Une croissance stable en 2021

Les banques ont enregistré une croissance d’environ 1% lors du premier trimestre 2021. Cette hausse suit donc la tendance des dernières années. La pandémie n’a pas ralenti la croissance du marché hypothécaire, bien au contraire. Suite à une brève période de gel après le début de la crise sanitaire, de nombreuses caisses de pension et fondations de placement ont renforcé leur présence sur le marché hypothécaire. Cette évolution s’observe également pour l’année en cours : étant donné que les placements en hypothèque génèrent un rendement plus important que les obligations de première classe comme les emprunts d’État, à des risques comparativement faibles, nous prévoyons que d’autres caisses de pension et fondations de placement vont investir ou étendre leurs investissements dans cette classe d’actifs au cours des prochains mois. Pour les banques et les compagnies d’assurance, nous estimons que le taux de croissance sera similaire à celui du premier trimestre. Cela devrait se traduire par une croissance de trois à quatre pour cent – comme les années précédentes.

Les changements sur le marché hypothécaire prennent du temps

Jusqu’à 90% des emprunteurs hypothécaires continuent de prolonger leur hypothèque, sans offre de comparaison, directement auprès de leur ancien établissement de financement, principalement pour des raisons de commodité malgré les économies d’intérêts potentielles élevées ainsi que la facilité de comparaison des produits hypothécaires. La situation est différente pour les nouveaux financements : une enquête représentative menée par MoneyPark a montré que près de 70% des Suisses contractent leur hypothèque exclusivement auprès de leur banque. En Suisse alémanique, cette part est plus élevée (73%) qu’en Suisse romande (50%). La tendance à la comparaison prend donc de l’ampleur en Suisse et recèle un énorme potentiel, notamment dans le domaine du renouvellement.

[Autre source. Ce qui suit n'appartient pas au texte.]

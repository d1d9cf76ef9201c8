// libs/exercise-cell/src/services/progress.rs
use chrono::{Duration, NaiveDate, Utc};
use reqwest::Method;
use serde_json::{json, Value};
use tracing::{debug, info};
use uuid::Uuid;

use shared_config::AppConfig;
use shared_database::supabase::SupabaseClient;
use shared_models::auth::{AccessScope, Role, User};

use crate::models::{
    ActivityRecord, DailyAnalyticsResponse, DailyPoint, ExerciseError, ExerciseProgress,
    ProgressListQuery, ProgressStats, RecordProgressRequest, StreakResponse,
};
use crate::services::analytics::{aggregate_daily_range, progress_stats, PROGRESS_METRICS};
use crate::services::streak::StreakCalculator;

const DEFAULT_ANALYTICS_DAYS: i64 = 30;
const MAX_ANALYTICS_DAYS: i64 = 366;
const NEWEST_FIRST: &str = "order=date_completed.desc,created_at.desc";

pub struct ExerciseProgressService {
    supabase: SupabaseClient,
    streak_calculator: StreakCalculator,
}

impl ExerciseProgressService {
    pub fn new(config: &AppConfig) -> Self {
        Self {
            supabase: SupabaseClient::new(config),
            streak_calculator: StreakCalculator::new(config.scheduling.streak_max_days),
        }
    }

    pub async fn list_progress(
        &self,
        user: &User,
        query: &ProgressListQuery,
        auth_token: &str,
    ) -> Result<Vec<ExerciseProgress>, ExerciseError> {
        let Some(mut filters) = Self::subject_filters(user, query.patient_id)? else {
            return Ok(Vec::new());
        };

        if let Some(status) = query.completion_status {
            filters.push(format!("completion_status=eq.{}", status.as_str()));
        }
        if let Some(from) = query.from {
            filters.push(format!("date_completed=gte.{}", from));
        }
        if let Some(to) = query.to {
            filters.push(format!("date_completed=lte.{}", to));
        }

        self.fetch_progress(filters, auth_token).await
    }

    pub async fn get_progress(
        &self,
        user: &User,
        progress_id: Uuid,
        auth_token: &str,
    ) -> Result<ExerciseProgress, ExerciseError> {
        let path = format!("/rest/v1/exercise_progress?id=eq.{}", progress_id);
        let result: Vec<Value> = self.supabase.request(
            Method::GET,
            &path,
            Some(auth_token),
            None,
        ).await.map_err(|e| ExerciseError::DatabaseError(e.to_string()))?;

        let progress = match result.into_iter().next() {
            Some(row) => Self::parse(row)?,
            None => return Err(ExerciseError::NotFound),
        };

        let scope = AccessScope::for_user(user);
        if !scope.permits(&progress.patient_id, progress.physiotherapist_id.as_ref()) {
            return Err(ExerciseError::NotFound);
        }

        Ok(progress)
    }

    /// Patients log their own sessions; nobody else may write progress.
    pub async fn record_progress(
        &self,
        user: &User,
        request: RecordProgressRequest,
        today: NaiveDate,
        auth_token: &str,
    ) -> Result<ExerciseProgress, ExerciseError> {
        let patient_id = match (user.role(), user.user_id()) {
            (Some(Role::Patient), Some(id)) => id,
            _ => {
                return Err(ExerciseError::PermissionDenied(
                    "Only patients can record exercise progress".to_string(),
                ))
            }
        };

        request.validate(today)?;

        let now = Utc::now();
        let progress_data = json!({
            "patient_id": patient_id,
            "physiotherapist_id": request.physiotherapist_id,
            "exercise_plan_item_id": request.exercise_plan_item_id,
            "date_completed": request.date_completed.unwrap_or(today),
            "completion_status": request.completion_status,
            "completed_repetitions": request.completed_repetitions,
            "completed_sets": request.completed_sets,
            "actual_duration": request.actual_duration,
            "difficulty_rating": request.difficulty_rating,
            "pain_level_before": request.pain_level_before,
            "pain_level_after": request.pain_level_after,
            "energy_level": request.energy_level,
            "mood_rating": request.mood_rating,
            "notes": request.notes,
            "side_effects": request.side_effects,
            "modifications_made": request.modifications_made,
            "created_at": now.to_rfc3339(),
            "updated_at": now.to_rfc3339()
        });

        let result: Vec<Value> = self.supabase.request_with_headers(
            Method::POST,
            "/rest/v1/exercise_progress",
            Some(auth_token),
            Some(progress_data),
            Some(SupabaseClient::return_representation()),
        ).await.map_err(|e| ExerciseError::DatabaseError(e.to_string()))?;

        let progress = match result.into_iter().next() {
            Some(row) => Self::parse(row)?,
            None => return Err(ExerciseError::DatabaseError("Failed to record progress".to_string())),
        };

        info!("Patient {} recorded progress {} for {}", patient_id, progress.id, progress.date_completed);
        Ok(progress)
    }

    pub async fn progress_stats(
        &self,
        user: &User,
        patient_id: Option<Uuid>,
        today: NaiveDate,
        auth_token: &str,
    ) -> Result<ProgressStats, ExerciseError> {
        let records = match Self::subject_filters(user, patient_id)? {
            Some(filters) => self.fetch_progress(filters, auth_token).await?,
            None => Vec::new(),
        };

        Ok(progress_stats(&records, today))
    }

    /// Consecutive days up to `reference_date` on which the patient exercised.
    /// Skipped sessions do not count.
    pub async fn current_streak(
        &self,
        user: &User,
        patient_id: Option<Uuid>,
        reference_date: NaiveDate,
        auth_token: &str,
    ) -> Result<StreakResponse, ExerciseError> {
        let requested = patient_id;
        let patient_id = Self::subject(user, requested)
            .ok_or_else(|| ExerciseError::ValidationError("patient_id is required".to_string()))?;

        let Some(mut filters) = Self::subject_filters(user, requested.or(Some(patient_id)))? else {
            return Err(ExerciseError::PermissionDenied("No access to exercise records".to_string()));
        };

        let window_start = reference_date
            .checked_sub_signed(Duration::days(i64::from(self.streak_calculator.max_days())))
            .ok_or_else(|| {
                ExerciseError::ValidationError(format!("reference_date {} is out of range", reference_date))
            })?;
        filters.push("select=date_completed,completion_status".to_string());
        filters.push("completion_status=neq.skipped".to_string());
        filters.push(format!("date_completed=lte.{}", reference_date));
        filters.push(format!("date_completed=gt.{}", window_start));

        let path = format!("/rest/v1/exercise_progress?{}", filters.join("&"));
        let result: Vec<Value> = self.supabase.request(
            Method::GET,
            &path,
            Some(auth_token),
            None,
        ).await.map_err(|e| ExerciseError::DatabaseError(e.to_string()))?;

        let records: Vec<ActivityRecord> = result
            .into_iter()
            .map(serde_json::from_value)
            .collect::<Result<_, _>>()
            .map_err(|e| ExerciseError::DatabaseError(format!("Failed to parse activity: {}", e)))?;

        let current_streak = self.streak_calculator.compute_streak(
            reference_date,
            records
                .iter()
                .filter(|r| r.completion_status.counts_as_activity())
                .map(|r| r.date_completed),
        );

        debug!("Patient {} has a {} day streak at {}", patient_id, current_streak, reference_date);

        Ok(StreakResponse {
            patient_id,
            reference_date,
            current_streak,
            max_days: self.streak_calculator.max_days(),
        })
    }

    /// Daily rollup of performed sessions over `[from, to]`, one entry per day.
    /// Defaults to the 30 days ending today.
    pub async fn daily_analytics(
        &self,
        user: &User,
        patient_id: Option<Uuid>,
        from: Option<NaiveDate>,
        to: Option<NaiveDate>,
        today: NaiveDate,
        auth_token: &str,
    ) -> Result<DailyAnalyticsResponse, ExerciseError> {
        let to = to.unwrap_or(today);
        let from = match from {
            Some(from) => from,
            None => to
                .checked_sub_signed(Duration::days(DEFAULT_ANALYTICS_DAYS - 1))
                .ok_or_else(|| ExerciseError::ValidationError(format!("to {} is out of range", to)))?,
        };

        if from > to {
            return Err(ExerciseError::ValidationError("from must not be after to".to_string()));
        }
        if (to - from).num_days() >= MAX_ANALYTICS_DAYS {
            return Err(ExerciseError::ValidationError(format!(
                "Date range cannot exceed {} days",
                MAX_ANALYTICS_DAYS
            )));
        }

        let records = match Self::subject_filters(user, patient_id)? {
            Some(mut filters) => {
                filters.push("completion_status=neq.skipped".to_string());
                filters.push(format!("date_completed=gte.{}", from));
                filters.push(format!("date_completed=lte.{}", to));
                self.fetch_progress(filters, auth_token).await?
            }
            None => Vec::new(),
        };

        let performed: Vec<ExerciseProgress> =
            records.into_iter().filter(|p| p.counts_as_activity()).collect();

        let days = aggregate_daily_range(&performed, |p| p.date_completed, &PROGRESS_METRICS, from, to)
            .into_iter()
            .map(|(date, aggregate)| DailyPoint { date, aggregate })
            .collect();

        Ok(DailyAnalyticsResponse {
            patient_id: Self::subject(user, patient_id),
            from,
            to,
            total_sessions: performed.len(),
            days,
        })
    }

    /// The patient a per-subject query is about: patients always mean themselves.
    fn subject(user: &User, patient_id: Option<Uuid>) -> Option<Uuid> {
        match user.role() {
            Some(Role::Patient) => user.user_id(),
            _ => patient_id,
        }
    }

    /// PostgREST filters limiting a query to what `user` may read, narrowed to
    /// one patient when asked. `None` means the user can read nothing.
    fn subject_filters(
        user: &User,
        patient_id: Option<Uuid>,
    ) -> Result<Option<Vec<String>>, ExerciseError> {
        let scope = AccessScope::for_user(user);

        match (&scope, patient_id) {
            (AccessScope::Nothing, _) => Ok(None),
            (AccessScope::OwnRecords(own), Some(requested)) if *own != requested => {
                Err(ExerciseError::PermissionDenied(
                    "Patients can only view their own progress".to_string(),
                ))
            }
            (AccessScope::OwnRecords(_), _) => {
                Ok(Some(scope.query_filters("patient_id", "physiotherapist_id")))
            }
            (_, requested) => {
                let mut filters = scope.query_filters("patient_id", "physiotherapist_id");
                if let Some(id) = requested {
                    filters.push(format!("patient_id=eq.{}", id));
                }
                Ok(Some(filters))
            }
        }
    }

    async fn fetch_progress(
        &self,
        mut filters: Vec<String>,
        auth_token: &str,
    ) -> Result<Vec<ExerciseProgress>, ExerciseError> {
        filters.push(NEWEST_FIRST.to_string());
        let path = format!("/rest/v1/exercise_progress?{}", filters.join("&"));

        let result: Vec<Value> = self.supabase.request(
            Method::GET,
            &path,
            Some(auth_token),
            None,
        ).await.map_err(|e| ExerciseError::DatabaseError(e.to_string()))?;

        result.into_iter().map(Self::parse).collect()
    }

    fn parse(row: Value) -> Result<ExerciseProgress, ExerciseError> {
        serde_json::from_value(row)
            .map_err(|e| ExerciseError::DatabaseError(format!("Failed to parse progress: {}", e)))
    }
}
// libs/notification-cell/src/services/notification.rs
use anyhow::Result;
use reqwest::Method;
use serde_json::{json, Value};
use tracing::{debug, info};
use uuid::Uuid;

use shared_config::AppConfig;
use shared_database::supabase::SupabaseClient;

use crate::models::{Notification, NotificationListQuery};

/// Every query is pinned to one recipient; users only ever see their own notifications.
pub struct NotificationService {
    supabase: SupabaseClient,
}

impl NotificationService {
    pub fn new(config: &AppConfig) -> Self {
        Self {
            supabase: SupabaseClient::new(config),
        }
    }

    pub async fn list_notifications(
        &self,
        recipient_id: Uuid,
        query: &NotificationListQuery,
        auth_token: &str,
    ) -> Result<Vec<Notification>> {
        let mut path = format!("/rest/v1/notifications?recipient_id=eq.{}", recipient_id);

        if let Some(is_read) = query.is_read {
            path.push_str(&format!("&is_read=eq.{}", is_read));
        }
        if let Some(kind) = query.notification_type {
            path.push_str(&format!("&notification_type=eq.{}", kind.as_str()));
        }
        path.push_str("&order=created_at.desc");

        debug!("Fetching notifications for {}", recipient_id);

        let result: Vec<Value> = self.supabase.request(
            Method::GET,
            &path,
            Some(auth_token),
            None,
        ).await?;

        let notifications = result
            .into_iter()
            .map(serde_json::from_value)
            .collect::<Result<Vec<Notification>, _>>()?;

        Ok(notifications)
    }

    pub async fn unread_notifications(
        &self,
        recipient_id: Uuid,
        auth_token: &str,
    ) -> Result<Vec<Notification>> {
        let query = NotificationListQuery {
            is_read: Some(false),
            notification_type: None,
        };
        self.list_notifications(recipient_id, &query, auth_token).await
    }

    /// `None` when no such notification belongs to the recipient.
    pub async fn get_notification(
        &self,
        recipient_id: Uuid,
        notification_id: Uuid,
        auth_token: &str,
    ) -> Result<Option<Notification>> {
        let path = format!(
            "/rest/v1/notifications?id=eq.{}&recipient_id=eq.{}",
            notification_id, recipient_id
        );

        let result: Vec<Value> = self.supabase.request(
            Method::GET,
            &path,
            Some(auth_token),
            None,
        ).await?;

        match result.into_iter().next() {
            Some(row) => Ok(Some(serde_json::from_value(row)?)),
            None => Ok(None),
        }
    }

    /// `None` when no such notification belongs to the recipient.
    pub async fn mark_read(
        &self,
        recipient_id: Uuid,
        notification_id: Uuid,
        auth_token: &str,
    ) -> Result<Option<Notification>> {
        let path = format!(
            "/rest/v1/notifications?id=eq.{}&recipient_id=eq.{}",
            notification_id, recipient_id
        );

        let result: Vec<Value> = self.supabase.request_with_headers(
            Method::PATCH,
            &path,
            Some(auth_token),
            Some(json!({ "is_read": true })),
            Some(SupabaseClient::return_representation()),
        ).await?;

        match result.into_iter().next() {
            Some(row) => Ok(Some(serde_json::from_value(row)?)),
            None => Ok(None),
        }
    }

    /// Returns how many notifications changed.
    pub async fn mark_all_read(&self, recipient_id: Uuid, auth_token: &str) -> Result<usize> {
        let path = format!(
            "/rest/v1/notifications?recipient_id=eq.{}&is_read=eq.false",
            recipient_id
        );

        let result: Vec<Value> = self.supabase.request_with_headers(
            Method::PATCH,
            &path,
            Some(auth_token),
            Some(json!({ "is_read": true })),
            Some(SupabaseClient::return_representation()),
        ).await?;

        info!("Marked {} notifications read for {}", result.len(), recipient_id);
        Ok(result.len())
    }

    /// Returns whether a notification was removed.
    pub async fn delete_notification(
        &self,
        recipient_id: Uuid,
        notification_id: Uuid,
        auth_token: &str,
    ) -> Result<bool> {
        let path = format!(
            "/rest/v1/notifications?id=eq.{}&recipient_id=eq.{}",
            notification_id, recipient_id
        );

        let result: Vec<Value> = self.supabase.request_with_headers(
            Method::DELETE,
            &path,
            Some(auth_token),
            None,
            Some(SupabaseClient::return_representation()),
        ).await?;

        Ok(!result.is_empty())
    }
}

Il faudra donc attendre plusieurs années avant de pouvoir observer des changements fondamentaux dans la répartition des hypothèques. Cependant, la tendance est claire : à moyen terme, le marché hypothécaire suisse sera dominé par différents fournisseurs ainsi que par des intermédiaires professionnels. L’importance des caisses de pension joue ici un rôle clé : l’entrée sur le marché hypothécaire leur est devenue beaucoup plus simple et attractive, grâce à des offres couvrant toute la chaîne de valeur (acquisition, distribution et servicing).    

Mais les besoins des emprunteurs hypothécaires vont également évoluer dans les années à venir. La demande pour un conseil indépendant et plus transparent, des conditions de taux d’intérêt les plus attractives possibles et un large choix de produit augmente chaque année, comme le prouve l’entrée sur le marché de plusieurs nouvelles plateformes de comparaison. La vision de MoneyPark de rendre le marché hypothécaire plus simple d’accès et transparent pour le client hypothécaire grâce à l’information et la technologie apparaît comme une réalité de plus en plus tangible.